The restaurant opens at 9.30am for breakfast which is served until 10.30am. From noon to 2pm cooked lunches and salads are available. These hours are from Monday to Friday; the restaurant is closed at weekends. The restaurant is open to the public from 1.15pm until 2.15pm. This is not a piece of information that is widely publicised locally. I was only made aware of it by chance after having started working for the Council.

The smell of the hot lunches begins to permeate the main building at about 11am each day, and is reminiscent of school dinners. The main meals are mostly unremarkable standard fare – pies, chips, pasta, mild curry, rice; stodgy food that will fill you up if you're hungry but won't dazzle your palate. The salads are more popular, the popularity being a combination of a fairly wide selection, reasonable pricing and that the majority of the staff are on a diet most of the time. The puddings are unrelentingly well liked, proof that if you cover anything in custard it's likely to command a sizeable following.

They also offer a take-away service for staff who cannot prise themselves away from their desks for more than five minutes over the course of a day, and like to eat their food from polystyrene containers. This ensures that the smell of the food travels all over the building, and probably accounts for a good 10% of trade.
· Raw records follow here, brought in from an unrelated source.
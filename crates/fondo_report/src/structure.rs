//! crates/fondo_report/src/structure.rs
//! Report data model and the mapper from `result.json` / `run_record.json`.
//! No I/O and no recomputation: every number shown is read from the artifacts
//! and only formatted here.

use std::collections::BTreeMap;

use serde_json::Value;

use fondo_core::ids::{ResultId, RunId};

use crate::format::{money, pct, signed_pct};
use crate::{ReportError, ResultArtifact, RunRecordArtifact};

// -------------------- Model root & sections (render order) --------------------

#[cfg_attr(feature = "render_json", derive(serde::Serialize))]
#[derive(Clone, Debug, PartialEq)]
pub struct ReportModel {
    pub cover: Cover,
    pub weights: WeightsBlock,
    pub allocation: Vec<AllocationLine>,
    pub band: Option<BandBlock>,
    pub totals: Totals,
    pub warnings: Vec<String>,
    pub integrity: Integrity,
}

#[cfg_attr(feature = "render_json", derive(serde::Serialize))]
#[derive(Clone, Debug, PartialEq)]
pub struct Cover {
    pub title: String,
    pub entity_count: u64,
    pub budget: String,
    pub epsilon: String,
}

#[cfg_attr(feature = "render_json", derive(serde::Serialize))]
#[derive(Clone, Debug, PartialEq)]
pub struct WeightRow {
    pub indicator: String,
    pub weight: String,
}

#[cfg_attr(feature = "render_json", derive(serde::Serialize))]
#[derive(Clone, Debug, PartialEq)]
pub struct WeightsBlock {
    /// Applied (renormalized) weights, indicator order.
    pub rows: Vec<WeightRow>,
    /// Configured weights' sum, e.g. `"Suma: 88.38%"`.
    pub sum_label: String,
}

#[cfg_attr(feature = "render_json", derive(serde::Serialize))]
#[derive(Clone, Debug, PartialEq)]
pub struct AllocationLine {
    pub rank: u64,
    pub entity: String,
    pub index: String,
    pub share: String,
    pub allocation: String,
    pub prior: Option<String>,
    pub final_allocation: String,
    pub final_variation: Option<String>,
    pub eligible: Option<bool>,
}

#[cfg_attr(feature = "render_json", derive(serde::Serialize))]
#[derive(Clone, Debug, PartialEq)]
pub struct BandBlock {
    pub prior_column: String,
    /// `"-10.00% / +10.00%"`
    pub corridor: String,
    pub surplus_total: String,
    pub deficit_total: String,
    pub remainder: String,
    pub eligible_count: u64,
    pub redistribution: String,
    pub passes: u64,
    pub undistributed: String,
}

#[cfg_attr(feature = "render_json", derive(serde::Serialize))]
#[derive(Clone, Debug, PartialEq)]
pub struct Totals {
    pub budget: String,
    pub final_total: String,
    /// Whether `final_total` matches the budget to the cent.
    pub balanced: bool,
}

#[cfg_attr(feature = "render_json", derive(serde::Serialize))]
#[derive(Clone, Debug, PartialEq)]
pub struct Integrity {
    pub result_id: String,
    pub run_id: String,
    pub formula_id: String,
    pub engine: String,
    pub timestamp_utc: String,
    pub formula_source: String,
}

// -------------------- Mapping --------------------

/// Build the report model from already-parsed artifacts.
/// Missing required fields yield `ReportError::MissingField`.
pub fn build_model(result: &ResultArtifact, run: &RunRecordArtifact) -> Result<ReportModel, ReportError> {
    let budget = get_f64(result, "/summary/budget")?;
    let final_total = get_f64(result, "/summary/final_total")?;

    let cover = Cover {
        title: get_str(result, "/formula_name")?,
        entity_count: get_u64(result, "/summary/entity_count")?,
        budget: money(budget),
        epsilon: get_f64(result, "/summary/epsilon").map(|e| e.to_string())?,
    };

    let weights = WeightsBlock {
        rows: result
            .pointer("/summary/weights")
            .and_then(Value::as_object)
            .ok_or(ReportError::MissingField("/summary/weights"))?
            .iter()
            .map(|(k, v)| WeightRow {
                indicator: k.clone(),
                weight: v.as_f64().map(|w| pct(w, 2)).unwrap_or_default(),
            })
            .collect(),
        sum_label: format!("Suma: {}", pct(get_f64(result, "/summary/weight_sum")?, 2)),
    };

    let allocation = allocation_lines(result)?;

    let band = match result.pointer("/summary/band") {
        Some(b) if !b.is_null() => Some(BandBlock {
            prior_column: get_str(b, "/prior_column")?,
            corridor: format!(
                "{} / {}",
                signed_pct(-get_f64(b, "/lower_pct")?, 2),
                signed_pct(get_f64(b, "/upper_pct")?, 2)
            ),
            surplus_total: money(get_f64(b, "/surplus_total")?),
            deficit_total: money(get_f64(b, "/deficit_total")?),
            remainder: money(get_f64(b, "/remainder")?),
            eligible_count: get_u64(b, "/eligible_count")?,
            redistribution: get_str(b, "/redistribution")?,
            passes: get_u64(b, "/passes")?,
            undistributed: money(get_f64(b, "/undistributed")?),
        }),
        _ => None,
    };

    let totals = Totals {
        budget: money(budget),
        final_total: money(final_total),
        balanced: money(budget) == money(final_total),
    };

    let warnings = result
        .pointer("/warnings")
        .and_then(Value::as_array)
        .map(|ws| {
            ws.iter()
                .filter_map(|w| Some(format!("{}: {}", w.get("code")?.as_str()?, w.get("message")?.as_str()?)))
                .collect()
        })
        .unwrap_or_default();

    let integrity = integrity(result, run)?;

    Ok(ReportModel { cover, weights, allocation, band, totals, warnings, integrity })
}

/// Ranking order; per-entity columns are looked up by entity id.
fn allocation_lines(result: &Value) -> Result<Vec<AllocationLine>, ReportError> {
    let entities: BTreeMap<&str, &Value> = result
        .pointer("/entities")
        .and_then(Value::as_array)
        .ok_or(ReportError::MissingField("/entities"))?
        .iter()
        .filter_map(|e| Some((e.get("entity")?.as_str()?, e)))
        .collect();

    let ranking = result
        .pointer("/ranking")
        .and_then(Value::as_array)
        .ok_or(ReportError::MissingField("/ranking"))?;

    ranking
        .iter()
        .map(|r| {
            let name = get_str(r, "/entity")?;
            let e = entities
                .get(name.as_str())
                .ok_or(ReportError::Inconsistent("ranking entity not in entities"))?;
            Ok(AllocationLine {
                rank: get_u64(r, "/rank")?,
                index: pct(get_f64(e, "/composite_final")?, 2),
                share: pct(get_f64(e, "/share")?, 4),
                allocation: money(get_f64(e, "/allocation")?),
                prior: get_f64(e, "/prior").ok().map(money),
                final_allocation: money(get_f64(e, "/final_allocation")?),
                final_variation: get_f64(e, "/final_variation").ok().map(|v| signed_pct(v, 2)),
                eligible: e.get("eligible").and_then(Value::as_bool),
                entity: name,
            })
        })
        .collect()
}

fn integrity(result: &Value, run: &Value) -> Result<Integrity, ReportError> {
    let result_id: ResultId = get_str(result, "/id")?
        .parse()
        .map_err(|_| ReportError::Inconsistent("result id"))?;
    let run_id: RunId = get_str(run, "/id")?
        .parse()
        .map_err(|_| ReportError::Inconsistent("run id"))?;
    if get_str(run, "/outputs/result_id")? != result_id.as_str() {
        return Err(ReportError::Inconsistent("run record points at another result"));
    }

    let engine = format!(
        "{}/{} v{} ({})",
        get_str(run, "/engine/vendor").unwrap_or_else(|_| "fondo".into()),
        get_str(run, "/engine/name").unwrap_or_else(|_| "fondo_engine".into()),
        get_str(run, "/engine/version").unwrap_or_else(|_| "0.0.0".into()),
        get_str(run, "/engine/build").unwrap_or_else(|_| "dev".into()),
    );

    Ok(Integrity {
        result_id: result_id.to_string(),
        run_id: run_id.to_string(),
        formula_id: get_str(result, "/formula_id")?,
        engine,
        timestamp_utc: get_str(run, "/timestamp_utc")?,
        formula_source: get_str(run, "/inputs/formula_source").unwrap_or_else(|_| "unknown".into()),
    })
}

// -------------------- JSON helpers --------------------

fn get_str(root: &Value, ptr: &'static str) -> Result<String, ReportError> {
    root.pointer(ptr)
        .and_then(Value::as_str)
        .map(str::to_string)
        .ok_or(ReportError::MissingField(ptr))
}

fn get_f64(root: &Value, ptr: &'static str) -> Result<f64, ReportError> {
    root.pointer(ptr).and_then(Value::as_f64).ok_or(ReportError::MissingField(ptr))
}

fn get_u64(root: &Value, ptr: &'static str) -> Result<u64, ReportError> {
    root.pointer(ptr).and_then(Value::as_u64).ok_or(ReportError::MissingField(ptr))
}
The Rendezvous Coffee Bar, better known to the staff simply as the snack bar, sells mainly tea (Breakfast, Assam or Earl Grey), filter coffee, hot chocolate and cappuccino, as well as flavourless, under seasoned, plastic packaged chilled sandwiches with badly punctuated labels. The most recent addition is Mozzarella Chargrilled Vegetables. As I read the label my mind briefly skirted over the concept of the use of mozzarella in chargrilling, but a moment later the in-built punctuating part of my brain had slipped in the '&' and all was fine.
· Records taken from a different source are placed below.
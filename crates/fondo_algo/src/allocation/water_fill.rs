//! Iterative redistribution of a signed remainder inside per-entity bounds.
//!
//! Each pass splits what is left equally among the entities that can still
//! move in the remainder's direction (below their ceiling when positive,
//! above their floor when negative) and clamps them to their band. Every
//! pass either places the whole remainder or saturates at least one
//! recipient, so `n + 1` passes always suffice.

#[derive(Debug, Clone, PartialEq)]
pub struct WaterFill {
    pub finals: Vec<f64>,
    /// Amount that no entity could absorb (0 when fully placed).
    pub undistributed: f64,
    pub passes: u32,
}

/// `start`, `floor` and `ceiling` are parallel; `start` must lie inside the bounds.
pub fn water_fill(
    start: &[f64],
    floor: &[f64],
    ceiling: &[f64],
    remainder: f64,
    tolerance: f64,
) -> WaterFill {
    let n = start.len().min(floor.len()).min(ceiling.len());
    let mut current = start[..n].to_vec();
    let mut remaining = remainder;
    let mut passes = 0u32;

    while remaining.abs() > tolerance && (passes as usize) <= n {
        let recipients: Vec<usize> = (0..n)
            .filter(|&i| {
                if remaining > 0.0 {
                    current[i] < ceiling[i]
                } else {
                    current[i] > floor[i]
                }
            })
            .collect();
        if recipients.is_empty() {
            break;
        }

        let share = remaining / recipients.len() as f64;
        let mut placed = 0.0;
        for i in recipients {
            let next = (current[i] + share).max(floor[i]).min(ceiling[i]);
            placed += next - current[i];
            current[i] = next;
        }
        remaining -= placed;
        passes += 1;
    }

    WaterFill {
        finals: current,
        undistributed: if remaining.abs() <= tolerance { 0.0 } else { remaining },
        passes,
    }
}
They also sell the daily staples of office life: crisps, chocolate, and bottled soft drinks, and have a fruit bowl containing a selection of apples. I have never seen anyone buy any of this fruit, and strongly suspect it could just be for show. There is also a manual can crusher, a curiousity as all of the drinks sold within the Civic Centre are in bottles.

There is seating for around 130 people, with about 100 seats at tables near the hot food service area and the rest grouped around small round coffee tables close to the snack bar serving hatch. The seating areas are also used for meetings throughout the day. Space in the Civic Centre is at a premium and it provides a neutral and comfortable area for meetings and less formal gatherings. The restaurant area is also the only means of access to the UNISON office which is a small, cupboard-like room just off the snack bar area. The section of wall next to the office door holds a selection of posters encouraging union membership and leaflets about personal rights at work.

The large windows in two of the four walls afford an excellent view of Enfield Town. The South window shows the main road through Enfield, Enfield Town station and a variety of houses and flats while the North window looks out over the Police Station and the leafy playing field of Enfield Grammar School.